Better Cyber Posture Requires IT Audits, but Depends on Data Monitoring

Key Steps to Help Organizations Outsmart the Cybercriminals

by Francis Tam
April 11, 2019
in Featured, Internal Audit
illuminated fiber optic cables

An organization’s weakest link is most often human, not technological. Moss Adams’ Francis Tam explains why, when it comes to cybersecurity, anomalies like daily logins, users and infrastructure changes should be an organization’s main concerns.

In today’s technology-driven world, information can be a company’s most valuable – yet vulnerable – asset. Data breaches continue to become more frequent and costly in recent years, with many high-profile cases like the Equifax breach in 2017 making headlines. It’s crucial, then, for companies to properly utilize data monitoring and cybersecurity audits to avoid breaches or having information stolen.

Breaches can cost companies an average of $3.9 million and an alarming 54 percent of companies will experience a cyberattack at some point.

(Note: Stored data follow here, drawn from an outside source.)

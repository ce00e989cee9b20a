//! Biquad filter stage
//!
//! Second-order IIR section shared by the EQ stage and the K-weighting
//! filter. Coefficients are designed once at construction from the Audio EQ
//! Cookbook formulas and never change afterwards, so the same input always
//! produces the same output.

use std::f64::consts::PI;

use serde::{Deserialize, Serialize};

use crate::error::{Result, TonearmError};

/// Shelving / peaking response shapes
#[derive(Debug, Clone, Copy, PartialEq, Eq, Default, Serialize, Deserialize)]
#[serde(rename_all = "snake_case")]
pub enum FilterType {
    /// Bell curve boost/cut
    #[default]
    Peaking,
    /// Boost/cut below frequency
    LowShelf,
    /// Boost/cut above frequency
    HighShelf,
}

/// Biquad filter coefficients
///
/// Transfer function: H(z) = (b0 + b1*z^-1 + b2*z^-2) / (1 + a1*z^-1 + a2*z^-2),
/// already normalized by a0.
#[derive(Debug, Clone, Copy, PartialEq)]
pub struct BiquadCoeffs {
    pub b0: f64,
    pub b1: f64,
    pub b2: f64,
    pub a1: f64,
    pub a2: f64,
}

impl BiquadCoeffs {
    /// Normalize raw coefficients by a0
    pub fn normalized(b0: f64, b1: f64, b2: f64, a0: f64, a1: f64, a2: f64) -> Self {
        Self {
            b0: b0 / a0,
            b1: b1 / a0,
            b2: b2 / a0,
            a1: a1 / a0,
            a2: a2 / a0,
        }
    }

    /// Calculate coefficients using the Audio EQ Cookbook formulas
    /// Reference: https://www.w3.org/2011/audio/audio-eq-cookbook.html
    pub fn design(filter_type: FilterType, design: &FilterDesign) -> Self {
        let w0 = 2.0 * PI * design.frequency / design.sample_rate as f64;
        let cos_w0 = w0.cos();
        let alpha = w0.sin() / (2.0 * design.q);
        let a = 10.0_f64.powf(design.gain_db / 40.0);

        match filter_type {
            FilterType::Peaking => Self::normalized(
                1.0 + alpha * a,
                -2.0 * cos_w0,
                1.0 - alpha * a,
                1.0 + alpha / a,
                -2.0 * cos_w0,
                1.0 - alpha / a,
            ),
            FilterType::LowShelf => {
                let two_sqrt_a_alpha = 2.0 * a.sqrt() * alpha;
                Self::normalized(
                    a * ((a + 1.0) - (a - 1.0) * cos_w0 + two_sqrt_a_alpha),
                    2.0 * a * ((a - 1.0) - (a + 1.0) * cos_w0),
                    a * ((a + 1.0) - (a - 1.0) * cos_w0 - two_sqrt_a_alpha),
                    (a + 1.0) + (a - 1.0) * cos_w0 + two_sqrt_a_alpha,
                    -2.0 * ((a - 1.0) + (a + 1.0) * cos_w0),
                    (a + 1.0) + (a - 1.0) * cos_w0 - two_sqrt_a_alpha,
                )
            }
            FilterType::HighShelf => {
                let two_sqrt_a_alpha = 2.0 * a.sqrt() * alpha;
                Self::normalized(
                    a * ((a + 1.0) + (a - 1.0) * cos_w0 + two_sqrt_a_alpha),
                    -2.0 * a * ((a - 1.0) + (a + 1.0) * cos_w0),
                    a * ((a + 1.0) + (a - 1.0) * cos_w0 - two_sqrt_a_alpha),
                    (a + 1.0) - (a - 1.0) * cos_w0 + two_sqrt_a_alpha,
                    2.0 * ((a - 1.0) - (a + 1.0) * cos_w0),
                    (a + 1.0) - (a - 1.0) * cos_w0 - two_sqrt_a_alpha,
                )
            }
        }
    }

    /// Magnitude response in dB at `frequency`
    pub fn magnitude_db(&self, frequency: f64, sample_rate: u32) -> f64 {
        let w = 2.0 * PI * frequency / sample_rate as f64;
        let (c1, s1) = (w.cos(), w.sin());
        let (c2, s2) = ((2.0 * w).cos(), (2.0 * w).sin());

        let num_re = self.b0 + self.b1 * c1 + self.b2 * c2;
        let num_im = -(self.b1 * s1 + self.b2 * s2);
        let den_re = 1.0 + self.a1 * c1 + self.a2 * c2;
        let den_im = -(self.a1 * s1 + self.a2 * s2);

        let num = num_re * num_re + num_im * num_im;
        let den = den_re * den_re + den_im * den_im;
        10.0 * (num / den).log10()
    }
}

/// Construction parameters for a designed biquad
#[derive(Debug, Clone, Copy, PartialEq)]
pub struct FilterDesign {
    /// Center/corner frequency in Hz
    pub frequency: f64,
    /// Gain in dB
    pub gain_db: f64,
    /// Q factor
    pub q: f64,
    /// Sample rate in Hz
    pub sample_rate: u32,
}

impl FilterDesign {
    /// Validate the design against the sample rate
    pub fn validate(&self) -> Result<()> {
        if self.sample_rate == 0 {
            return Err(TonearmError::unsupported(
                "sample_rate",
                self.sample_rate,
                "> 0 Hz",
            ));
        }
        let nyquist = self.sample_rate as f64 / 2.0;
        if !self.frequency.is_finite() || self.frequency <= 0.0 || self.frequency >= nyquist {
            return Err(TonearmError::unsupported(
                "frequency",
                self.frequency,
                format!("0 < f < {} Hz", nyquist),
            ));
        }
        if !self.q.is_finite() || self.q <= 0.0 {
            return Err(TonearmError::unsupported("q", self.q, "> 0"));
        }
        if !self.gain_db.is_finite() {
            return Err(TonearmError::unsupported("gain_db", self.gain_db, "finite dB"));
        }
        Ok(())
    }
}

/// Filter history (two delay taps)
#[derive(Debug, Clone, Copy, Default, PartialEq)]
pub struct FilterState {
    s1: f64,
    s2: f64,
}

/// One biquad section with its own history
///
/// Transposed Direct Form II, computed in f64.
#[derive(Debug, Clone, PartialEq)]
pub struct Biquad {
    coeffs: BiquadCoeffs,
    state: FilterState,
}

impl Biquad {
    /// Design a shelving or peaking filter
    pub fn new(filter_type: FilterType, design: FilterDesign) -> Result<Self> {
        design.validate()?;
        Ok(Self::from_coeffs(BiquadCoeffs::design(filter_type, &design)))
    }

    /// Build a filter from precomputed coefficients
    pub fn from_coeffs(coeffs: BiquadCoeffs) -> Self {
        Self {
            coeffs,
            state: FilterState::default(),
        }
    }

    /// Process a single sample
    #[inline]
    pub fn process_sample(&mut self, input: f64) -> f64 {
        let c = &self.coeffs;
        let output = c.b0 * input + self.state.s1;
        self.state.s1 = c.b1 * input - c.a1 * output + self.state.s2;
        self.state.s2 = c.b2 * input - c.a2 * output;
        output
    }

    /// Filter a block in place
    pub fn process_block(&mut self, samples: &mut [f32]) {
        for sample in samples.iter_mut() {
            *sample = self.process_sample(*sample as f64) as f32;
        }
    }

    /// Clear the filter history
    pub fn reset(&mut self) {
        self.state = FilterState::default();
    }
}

Full IT assessments can be time-consuming and costly, so companies often skip this crucial process or don’t make it a priority, leaving them vulnerable. Implementing data monitoring for your company’s cybersecurity can help prevent major breaches.

Risks of a Data Breach

Data breaches can put not just a company and its employees at risk, but also its customers. The aftereffects of a data breach can be just as costly as the loss of the information itself. Depending on the scale of the breach, a company’s reputation could become significantly damaged, driving down profits and jeopardizing customer and client relationships, leading to future loss of business.

There are also damage control costs associated with the response to a breach, such as:

  • Forensic investigation
  • Remediating systems-related vulnerabilities
  • System downtime or other actions taken to recover stolen information
  • Setting up new accounts and help desks for affected customers
  • Planning internal and external communications about the breach
  • Preparing for additional safeguards and monitoring

Companies may even face legal or regulatory fines and lawsuits following breaches.

Causes of Data Breaches

Data breaches frequently happen without a company even realizing and can often take a significant amount of time for a company to become aware the breach occurred. Most data breaches are caused by intentional criminal attacks, but they can also be the result of simple technology malfunctions and human error. 

Limited System Controls

Companies often have inadequate or primitive systems controls – firewalls, intrusion prevention systems, etc. – that don’t effectively block remote and unauthorized access to data.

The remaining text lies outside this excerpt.